本当ならそれの反対でなければなりません。もしも誰か知性的でとても頭が良い方があったら、それはますます謙遜でなければなりません。しかし私たちがこの世の中で見るのは、非常に知性的な頭の良い人たちが、もう絶望的な傲慢に膨れ上がっている事です。
マリア様はご自分の霊魂の中にあった「天主様の宝」の事によく気が付いていました。
本当の謙遜というのはこういうのではありません、「私は本当に弱くて、本当に私はダメで、本当に何もなくて、良い事もできなくて、これもダメで、これもダメで…」が謙遜ではありません。
ある時、誰かがこう私に聞きました、「神父様、神父様はとても頭が良いですね。」私はこう言いました、「その通りだと知っていますよ!」「神父様、神父様とても傲慢ですね。」「それは時にもよります。」それは条件があります。「誰に自分の才能を帰属させるか」によります。
アヴィラの聖テレジアの賢い言葉を聞いて下さい、「謙遜というのは、天主様の贈り物を無視する事ではない」と。「それがどこから来るか、という事を学ぶ事に謙遜がある」と。

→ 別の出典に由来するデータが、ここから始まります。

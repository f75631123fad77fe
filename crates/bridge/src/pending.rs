//! One callback-style engine call as one awaitable
//!
//! `bridge` issues an engine call with a fresh success/error callback pair and
//! returns a `PendingCall` that resolves exactly once, whichever of these
//! happens first:
//!
//! - the success callback fires: the raw payload is turned into the result
//!   value (a construction failure resolves to that failure);
//! - the error callback fires: its error, or `Error::Unknown` if it is empty;
//! - the call itself fails synchronously: its causal error, immediately.
//!
//! Later arrivals are dropped with a warning. Callback deliveries are posted
//! to the scheduler; the awaiting task never sees engine threads.

use parking_lot::Mutex;
use std::future::Future;
use std::pin::Pin;
use std::sync::atomic::{AtomicBool, Ordering};
use std::sync::Arc;
use std::task::{Context, Poll};

use courier_core::{Error, Result};
use courier_engine::{ErrorCallback, SuccessCallback};
use tokio::sync::oneshot;
use tracing::{debug, warn};

use crate::scheduler::Scheduler;

/// Awaitable result of one engine operation.
#[derive(Debug)]
#[must_use = "a PendingCall does nothing unless awaited"]
pub struct PendingCall<T> {
    rx: oneshot::Receiver<Result<T>>,
    operation: &'static str,
}

impl<T> PendingCall<T> {
    /// Already resolved to `value`
    pub fn ready(operation: &'static str, value: T) -> Self {
        Self::resolved(operation, Ok(value))
    }

    /// Already resolved to `error`
    pub fn failed(operation: &'static str, error: Error) -> Self {
        Self::resolved(operation, Err(error))
    }

    fn resolved(operation: &'static str, result: Result<T>) -> Self {
        let (tx, rx) = oneshot::channel();
        let _ = tx.send(result);
        Self { rx, operation }
    }

    /// Name of the operation this call belongs to
    pub fn operation(&self) -> &'static str {
        self.operation
    }
}

impl<T> Future for PendingCall<T> {
    type Output = Result<T>;

    fn poll(mut self: Pin<&mut Self>, cx: &mut Context<'_>) -> Poll<Result<T>> {
        let operation = self.operation;
        match Pin::new(&mut self.rx).poll(cx) {
            Poll::Ready(Ok(result)) => Poll::Ready(result),
            Poll::Ready(Err(_)) => Poll::Ready(Err(Error::internal(format!(
                "{} was dropped without a resolution",
                operation
            )))),
            Poll::Pending => Poll::Pending,
        }
    }
}

/// Single-writer slot: the first claim gets the sender, every later claim
/// gets nothing.
struct ResolutionSlot<T> {
    operation: &'static str,
    resolved: AtomicBool,
    sender: Mutex<Option<oneshot::Sender<Result<T>>>>,
}

impl<T> ResolutionSlot<T> {
    fn new(operation: &'static str, sender: oneshot::Sender<Result<T>>) -> Self {
        Self {
            operation,
            resolved: AtomicBool::new(false),
            sender: Mutex::new(Some(sender)),
        }
    }

    fn claim(&self, path: &'static str) -> Option<oneshot::Sender<Result<T>>> {
        if self
            .resolved
            .compare_exchange(false, true, Ordering::AcqRel, Ordering::Acquire)
            .is_err()
        {
            warn!(
                target: "courier::bridge",
                operation = self.operation,
                path,
                "Engine delivered a second resolution; ignored"
            );
            return None;
        }
        self.sender.lock().take()
    }
}

/// Issue one engine call and await its single resolution.
///
/// `invoke` receives the callback pair and issues the call synchronously on
/// the current thread. `construct` builds the result value from the success
/// payload; it runs on the engine thread that delivered it.
pub fn bridge<R, T, C, I>(
    scheduler: &Scheduler,
    operation: &'static str,
    construct: C,
    invoke: I,
) -> PendingCall<T>
where
    R: Send + 'static,
    T: Send + 'static,
    C: FnOnce(R) -> Result<T> + Send + 'static,
    I: FnOnce(SuccessCallback<R>, ErrorCallback) -> Result<()>,
{
    let (tx, rx) = oneshot::channel();
    let slot = Arc::new(ResolutionSlot::new(operation, tx));

    let on_ok: SuccessCallback<R> = {
        let slot = Arc::clone(&slot);
        let scheduler = scheduler.clone();
        let construct = Mutex::new(Some(construct));
        Arc::new(move |raw: R| {
            let Some(sender) = slot.claim("success") else {
                return;
            };
            debug!(target: "courier::bridge", operation, "Success callback");
            let result = match construct.lock().take() {
                Some(construct) => construct(raw),
                None => Err(Error::internal("result constructor already consumed")),
            };
            if let Err(e) = &result {
                warn!(target: "courier::bridge", operation, error = %e, "Result construction failed");
            }
            scheduler.post(move || {
                let _ = sender.send(result);
            });
        })
    };

    let on_err: ErrorCallback = {
        let slot = Arc::clone(&slot);
        let scheduler = scheduler.clone();
        Arc::new(move |error: Option<Error>| {
            let Some(sender) = slot.claim("error") else {
                return;
            };
            let error = match error {
                Some(error) => {
                    debug!(target: "courier::bridge", operation, error = %error, "Error callback");
                    error
                }
                None => {
                    warn!(target: "courier::bridge", operation, "Error callback fired without an error");
                    Error::unknown(operation)
                }
            };
            scheduler.post(move || {
                let _ = sender.send(Err(error));
            });
        })
    };

    if let Err(e) = invoke(on_ok, on_err) {
        if let Some(sender) = slot.claim("invocation") {
            let cause = e.into_cause();
            debug!(target: "courier::bridge", operation, error = %cause, "Engine call failed synchronously");
            let _ = sender.send(Err(cause));
        }
    }

    PendingCall { rx, operation }
}
//! Transactional operations inside one attempt
//!
//! An `AttemptContext` is handed to attempt logic and is valid only while that
//! invocation runs. Once the logic returns, the runner closes the context and
//! every further operation fails with `Error::AttemptClosed` without reaching
//! the engine.

use parking_lot::Mutex;
use serde::Serialize;
use std::fmt;
use std::sync::atomic::{AtomicBool, Ordering};
use std::sync::Arc;

use courier_core::serializer::encode;
use courier_core::{
    AdaptContext, AttemptId, DocId, Error, ResultAdapter, Serializer, TransactionGetResult,
    TransactionQueryOptions, TransactionQueryResult,
};
use courier_engine::Engine;

use crate::pending::{bridge, PendingCall};
use crate::scheduler::Scheduler;

struct AttemptInner<E: Engine> {
    id: AttemptId,
    engine: Arc<E>,
    // Released on close so a leaked context does not pin the engine's attempt.
    handle: Mutex<Option<E::Attempt>>,
    scheduler: Scheduler,
    serializer: Arc<dyn Serializer>,
    live: AtomicBool,
}

/// Per-attempt facade over the engine's operations.
///
/// Cheap to clone; clones share the attempt's lifetime.
pub struct AttemptContext<E: Engine> {
    inner: Arc<AttemptInner<E>>,
}

impl<E: Engine> Clone for AttemptContext<E> {
    fn clone(&self) -> Self {
        Self {
            inner: Arc::clone(&self.inner),
        }
    }
}

impl<E: Engine> fmt::Debug for AttemptContext<E> {
    fn fmt(&self, f: &mut fmt::Formatter<'_>) -> fmt::Result {
        f.debug_struct("AttemptContext")
            .field("id", &self.inner.id)
            .field("active", &self.is_active())
            .finish()
    }
}

impl<E: Engine> AttemptContext<E> {
    pub(crate) fn new(
        id: AttemptId,
        engine: Arc<E>,
        handle: E::Attempt,
        scheduler: Scheduler,
        serializer: Arc<dyn Serializer>,
    ) -> Self {
        Self {
            inner: Arc::new(AttemptInner {
                id,
                engine,
                handle: Mutex::new(Some(handle)),
                scheduler,
                serializer,
                live: AtomicBool::new(true),
            }),
        }
    }

    /// Identity of this attempt
    pub fn id(&self) -> AttemptId {
        self.inner.id
    }

    /// Whether operations may still be issued
    pub fn is_active(&self) -> bool {
        self.inner.live.load(Ordering::Acquire)
    }

    pub(crate) fn close(&self) {
        self.inner.live.store(false, Ordering::Release);
        self.inner.handle.lock().take();
    }

    /// Whether the engine's attempt handle is still held
    #[cfg(test)]
    fn holds_handle(&self) -> bool {
        self.inner.handle.lock().is_some()
    }

    fn adapt_context(&self) -> AdaptContext {
        AdaptContext::for_attempt(Arc::clone(&self.inner.serializer), self.inner.id)
    }

    /// The engine handle, while the attempt is open.
    fn active_handle(&self) -> Result<E::Attempt, Error> {
        let closed = Error::AttemptClosed {
            attempt: self.inner.id,
        };
        if !self.is_active() {
            return Err(closed);
        }
        self.inner.handle.lock().clone().ok_or(closed)
    }

    fn ensure_owned(&self, doc: &TransactionGetResult) -> Result<(), Error> {
        match doc.attempt() {
            Some(owner) if owner == self.inner.id => Ok(()),
            Some(owner) => Err(Error::ForeignAttempt {
                expected: self.inner.id,
                actual: owner,
            }),
            None => Err(Error::invalid_argument(
                "result was not produced inside an attempt",
            )),
        }
    }

    /// Bridge one engine call whose payload adapts into `T`.
    fn call<T, I>(&self, operation: &'static str, invoke: I) -> PendingCall<T>
    where
        T: ResultAdapter,
        I: FnOnce(
            &E,
            &E::Attempt,
            courier_engine::SuccessCallback<T::Raw>,
            courier_engine::ErrorCallback,
        ) -> courier_core::Result<()>,
    {
        let handle = match self.active_handle() {
            Ok(handle) => handle,
            Err(e) => return PendingCall::failed(operation, e),
        };
        let ctx = self.adapt_context();
        bridge(
            &self.inner.scheduler,
            operation,
            move |raw: T::Raw| T::adapt(raw, &ctx),
            |on_ok, on_err| invoke(self.inner.engine.as_ref(), &handle, on_ok, on_err),
        )
    }

    /// Read a document.
    ///
    /// Fails with `DocumentNotFound` when it does not exist in the
    /// attempt's visible state.
    pub fn get(&self, id: &DocId) -> PendingCall<TransactionGetResult> {
        let id = id.clone();
        self.call("get", move |engine, handle, on_ok, on_err| {
            engine.get(handle, id, on_ok, on_err)
        })
    }

    /// Stage a new document.
    pub fn insert<V: Serialize + ?Sized>(
        &self,
        id: &DocId,
        value: &V,
    ) -> PendingCall<TransactionGetResult> {
        let content = match encode(self.inner.serializer.as_ref(), value) {
            Ok(content) => content,
            Err(e) => return PendingCall::failed("insert", e),
        };
        let id = id.clone();
        self.call("insert", move |engine, handle, on_ok, on_err| {
            engine.insert(handle, id, content, on_ok, on_err)
        })
    }

    /// Stage new content for a document obtained in this attempt.
    pub fn replace<V: Serialize + ?Sized>(
        &self,
        doc: &TransactionGetResult,
        value: &V,
    ) -> PendingCall<TransactionGetResult> {
        if let Err(e) = self.ensure_owned(doc) {
            return PendingCall::failed("replace", e);
        }
        let content = match encode(self.inner.serializer.as_ref(), value) {
            Ok(content) => content,
            Err(e) => return PendingCall::failed("replace", e),
        };
        let doc_ref = doc.doc_ref().clone();
        self.call("replace", move |engine, handle, on_ok, on_err| {
            engine.replace(handle, doc_ref, content, on_ok, on_err)
        })
    }

    /// Stage removal of a document obtained in this attempt.
    pub fn remove(&self, doc: &TransactionGetResult) -> PendingCall<()> {
        if let Err(e) = self.ensure_owned(doc) {
            return PendingCall::failed("remove", e);
        }
        let doc_ref = doc.doc_ref().clone();
        self.call("remove", move |engine, handle, on_ok, on_err| {
            engine.remove(handle, doc_ref, on_ok, on_err)
        })
    }

    /// Run a query and wait for its full result set.
    pub fn query(
        &self,
        statement: impl Into<String>,
        options: TransactionQueryOptions,
    ) -> PendingCall<TransactionQueryResult> {
        let statement = statement.into();
        self.call("query", move |engine, handle, on_ok, on_err| {
            engine.query(handle, statement, options, on_ok, on_err)
        })
    }
}
//! Statement support for the memory engine
//!
//! Only full keyspace scans are understood:
//!
//! ```text
//! SELECT * FROM bucket
//! SELECT * FROM `bucket`.`scope`.`collection`;
//! ```
//!
//! Keywords are case-insensitive. Rows are the raw document contents in key
//! order.

use courier_core::{Error, Keyspace, Result};

/// A parsed statement.
#[derive(Debug, Clone, PartialEq, Eq)]
pub enum Statement {
    /// Every visible document of a keyspace
    ScanAll(Keyspace),
}

/// Parse a statement.
pub fn parse(statement: &str) -> Result<Statement> {
    let trimmed = statement.trim().trim_end_matches(';');
    let tokens: Vec<&str> = trimmed.split_whitespace().collect();

    match tokens.as_slice() {
        [select, star, from, keyspace]
            if select.eq_ignore_ascii_case("select")
                && *star == "*"
                && from.eq_ignore_ascii_case("from") =>
        {
            let unquoted: String = keyspace.chars().filter(|c| *c != '`').collect();
            let keyspace = unquoted.parse::<Keyspace>().map_err(|e| Error::Query {
                reason: e.to_string(),
            })?;
            Ok(Statement::ScanAll(keyspace))
        }
        _ => Err(Error::Query {
            reason: format!("unsupported statement: {}", statement.trim()),
        }),
    }
}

ですから、マリア様の御生涯に起こった出来事を深く研究する必要があります。
謙遜というのは1つの世界です。謙遜というのは、その時と場合によって色んな表現の仕方があります。私たちは秋田に、マリア様の中に深く入る為にやって来ました。だから重要です。私たちがどうやってマリア様に倣うか倣わないかによって、私たちが聖人になるかならないかは決まります。
マリア様の色んな御生涯における行動を見て、私たちと比べて比較して、こうやってマリア様に求めて下さい。もしもそれがなければ謙遜になるとは何か理解できないでしょう。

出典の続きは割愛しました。